DATA SHOWN START

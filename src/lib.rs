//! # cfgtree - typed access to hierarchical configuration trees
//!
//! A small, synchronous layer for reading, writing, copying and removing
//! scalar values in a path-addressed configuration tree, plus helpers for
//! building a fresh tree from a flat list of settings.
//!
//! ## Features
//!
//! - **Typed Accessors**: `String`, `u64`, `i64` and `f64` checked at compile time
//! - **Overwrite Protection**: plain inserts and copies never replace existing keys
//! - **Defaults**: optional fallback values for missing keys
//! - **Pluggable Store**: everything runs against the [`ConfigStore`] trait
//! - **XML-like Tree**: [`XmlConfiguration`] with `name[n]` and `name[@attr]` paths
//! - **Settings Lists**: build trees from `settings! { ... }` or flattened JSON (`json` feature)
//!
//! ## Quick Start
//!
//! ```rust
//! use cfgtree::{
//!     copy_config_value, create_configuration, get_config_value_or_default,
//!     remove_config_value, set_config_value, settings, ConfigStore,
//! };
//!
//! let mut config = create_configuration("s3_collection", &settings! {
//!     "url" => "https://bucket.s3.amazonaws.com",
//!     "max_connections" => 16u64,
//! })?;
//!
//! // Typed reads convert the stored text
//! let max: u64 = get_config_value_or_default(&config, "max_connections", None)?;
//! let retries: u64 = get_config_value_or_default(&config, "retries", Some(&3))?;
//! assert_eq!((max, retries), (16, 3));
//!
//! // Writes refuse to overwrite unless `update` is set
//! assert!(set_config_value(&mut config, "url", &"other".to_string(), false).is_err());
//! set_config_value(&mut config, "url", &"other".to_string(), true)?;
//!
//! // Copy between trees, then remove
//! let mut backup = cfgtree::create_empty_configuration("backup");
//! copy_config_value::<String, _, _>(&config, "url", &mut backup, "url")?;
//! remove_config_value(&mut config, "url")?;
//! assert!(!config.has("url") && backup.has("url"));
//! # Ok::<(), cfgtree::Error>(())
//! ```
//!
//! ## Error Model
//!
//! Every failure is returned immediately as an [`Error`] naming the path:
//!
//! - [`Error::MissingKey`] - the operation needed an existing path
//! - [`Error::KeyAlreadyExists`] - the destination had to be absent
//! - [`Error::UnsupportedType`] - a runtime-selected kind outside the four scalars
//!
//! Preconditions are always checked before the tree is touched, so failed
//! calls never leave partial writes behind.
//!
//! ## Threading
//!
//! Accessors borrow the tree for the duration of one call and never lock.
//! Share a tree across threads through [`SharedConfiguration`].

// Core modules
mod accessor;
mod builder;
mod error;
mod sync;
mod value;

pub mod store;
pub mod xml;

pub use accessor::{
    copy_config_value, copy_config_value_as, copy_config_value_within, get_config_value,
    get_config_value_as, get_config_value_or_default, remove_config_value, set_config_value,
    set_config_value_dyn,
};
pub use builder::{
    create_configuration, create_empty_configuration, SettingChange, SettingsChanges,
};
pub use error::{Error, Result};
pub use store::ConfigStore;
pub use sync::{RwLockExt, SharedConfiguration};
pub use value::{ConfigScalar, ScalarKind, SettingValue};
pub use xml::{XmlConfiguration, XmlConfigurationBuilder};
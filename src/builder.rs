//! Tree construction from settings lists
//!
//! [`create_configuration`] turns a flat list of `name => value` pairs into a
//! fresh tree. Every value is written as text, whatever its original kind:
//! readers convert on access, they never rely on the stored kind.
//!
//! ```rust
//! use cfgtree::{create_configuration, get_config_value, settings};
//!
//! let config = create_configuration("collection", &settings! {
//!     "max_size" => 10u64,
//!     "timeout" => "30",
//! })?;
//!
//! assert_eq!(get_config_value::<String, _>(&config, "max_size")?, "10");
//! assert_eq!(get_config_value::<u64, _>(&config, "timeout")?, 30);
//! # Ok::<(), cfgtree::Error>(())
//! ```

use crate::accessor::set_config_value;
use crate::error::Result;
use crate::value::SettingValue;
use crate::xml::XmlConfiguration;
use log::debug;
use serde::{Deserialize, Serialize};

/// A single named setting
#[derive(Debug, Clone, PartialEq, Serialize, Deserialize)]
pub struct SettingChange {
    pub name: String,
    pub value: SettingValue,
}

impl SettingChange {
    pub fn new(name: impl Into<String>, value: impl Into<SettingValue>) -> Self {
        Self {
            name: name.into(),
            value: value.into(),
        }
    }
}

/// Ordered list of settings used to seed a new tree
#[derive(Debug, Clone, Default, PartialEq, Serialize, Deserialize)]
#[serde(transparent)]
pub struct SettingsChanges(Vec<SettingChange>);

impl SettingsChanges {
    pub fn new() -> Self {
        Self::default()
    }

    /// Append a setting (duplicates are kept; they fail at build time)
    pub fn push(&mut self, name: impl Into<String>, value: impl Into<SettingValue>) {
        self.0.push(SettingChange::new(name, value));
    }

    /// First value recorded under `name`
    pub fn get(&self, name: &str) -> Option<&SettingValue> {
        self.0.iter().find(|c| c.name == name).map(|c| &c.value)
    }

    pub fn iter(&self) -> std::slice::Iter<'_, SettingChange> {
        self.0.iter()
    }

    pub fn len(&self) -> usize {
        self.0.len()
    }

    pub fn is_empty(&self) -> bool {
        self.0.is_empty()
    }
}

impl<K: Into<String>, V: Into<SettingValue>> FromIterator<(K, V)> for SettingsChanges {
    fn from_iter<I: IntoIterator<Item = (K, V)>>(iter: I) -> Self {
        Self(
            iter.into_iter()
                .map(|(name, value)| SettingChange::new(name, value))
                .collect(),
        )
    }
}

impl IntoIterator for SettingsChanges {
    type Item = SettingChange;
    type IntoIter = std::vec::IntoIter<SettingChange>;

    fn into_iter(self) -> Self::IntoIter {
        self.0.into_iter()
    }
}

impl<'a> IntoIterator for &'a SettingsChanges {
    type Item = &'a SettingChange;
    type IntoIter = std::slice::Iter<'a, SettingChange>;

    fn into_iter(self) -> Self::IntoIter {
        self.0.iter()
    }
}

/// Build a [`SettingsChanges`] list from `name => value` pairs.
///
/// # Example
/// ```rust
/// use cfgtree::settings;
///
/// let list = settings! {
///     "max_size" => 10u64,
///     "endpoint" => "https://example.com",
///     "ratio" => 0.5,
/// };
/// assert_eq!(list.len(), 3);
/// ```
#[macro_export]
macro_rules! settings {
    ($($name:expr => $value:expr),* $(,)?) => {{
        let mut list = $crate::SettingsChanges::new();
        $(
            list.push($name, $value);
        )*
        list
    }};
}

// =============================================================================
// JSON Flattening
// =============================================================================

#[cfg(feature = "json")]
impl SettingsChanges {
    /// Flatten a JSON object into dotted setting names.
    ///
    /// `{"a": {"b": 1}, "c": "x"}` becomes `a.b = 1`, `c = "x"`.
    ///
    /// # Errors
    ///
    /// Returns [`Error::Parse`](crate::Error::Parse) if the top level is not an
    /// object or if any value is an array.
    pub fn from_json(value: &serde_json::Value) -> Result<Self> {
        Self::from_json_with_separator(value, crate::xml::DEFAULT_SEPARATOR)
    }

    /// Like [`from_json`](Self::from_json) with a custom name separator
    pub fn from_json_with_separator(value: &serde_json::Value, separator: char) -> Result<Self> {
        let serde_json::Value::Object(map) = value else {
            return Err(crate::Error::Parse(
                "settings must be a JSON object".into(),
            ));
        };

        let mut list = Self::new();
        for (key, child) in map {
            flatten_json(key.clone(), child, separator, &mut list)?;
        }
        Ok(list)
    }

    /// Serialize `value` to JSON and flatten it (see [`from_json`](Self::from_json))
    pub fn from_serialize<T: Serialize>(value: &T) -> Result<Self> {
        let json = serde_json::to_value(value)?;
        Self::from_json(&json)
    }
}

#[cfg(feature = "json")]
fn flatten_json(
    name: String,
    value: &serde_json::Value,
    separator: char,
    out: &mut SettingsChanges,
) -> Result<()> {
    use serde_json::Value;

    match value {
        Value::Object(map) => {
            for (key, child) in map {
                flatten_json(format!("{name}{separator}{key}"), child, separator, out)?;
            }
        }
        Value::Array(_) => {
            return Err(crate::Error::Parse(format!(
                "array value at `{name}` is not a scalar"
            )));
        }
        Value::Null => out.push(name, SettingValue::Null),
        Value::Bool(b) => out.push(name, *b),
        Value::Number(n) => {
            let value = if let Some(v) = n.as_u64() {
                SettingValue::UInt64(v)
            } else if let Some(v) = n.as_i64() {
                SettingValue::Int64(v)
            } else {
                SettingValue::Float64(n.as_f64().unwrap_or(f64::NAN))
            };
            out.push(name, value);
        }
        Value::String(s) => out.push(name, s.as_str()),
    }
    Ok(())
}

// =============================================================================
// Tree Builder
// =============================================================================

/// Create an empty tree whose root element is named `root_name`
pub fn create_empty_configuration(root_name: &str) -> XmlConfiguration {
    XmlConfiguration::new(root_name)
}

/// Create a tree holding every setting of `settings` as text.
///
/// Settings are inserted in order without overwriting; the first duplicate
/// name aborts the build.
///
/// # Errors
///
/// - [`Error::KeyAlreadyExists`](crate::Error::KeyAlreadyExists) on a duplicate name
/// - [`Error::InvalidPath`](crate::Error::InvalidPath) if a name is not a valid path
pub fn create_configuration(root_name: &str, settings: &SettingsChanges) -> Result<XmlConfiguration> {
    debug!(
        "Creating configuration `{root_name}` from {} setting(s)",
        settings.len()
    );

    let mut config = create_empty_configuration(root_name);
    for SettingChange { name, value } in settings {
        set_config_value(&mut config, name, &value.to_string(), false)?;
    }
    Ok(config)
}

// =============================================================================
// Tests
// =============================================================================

DATA SHOWN END

◆ WHAT IS NEEDED:
Pull every line with the string "slice" from the data above.

◆ FINISHED TASK:
    pub fn iter(&self) -> std::slice::Iter<'_, SettingChange> {
    type IntoIter = std::slice::Iter<'a, SettingChange>;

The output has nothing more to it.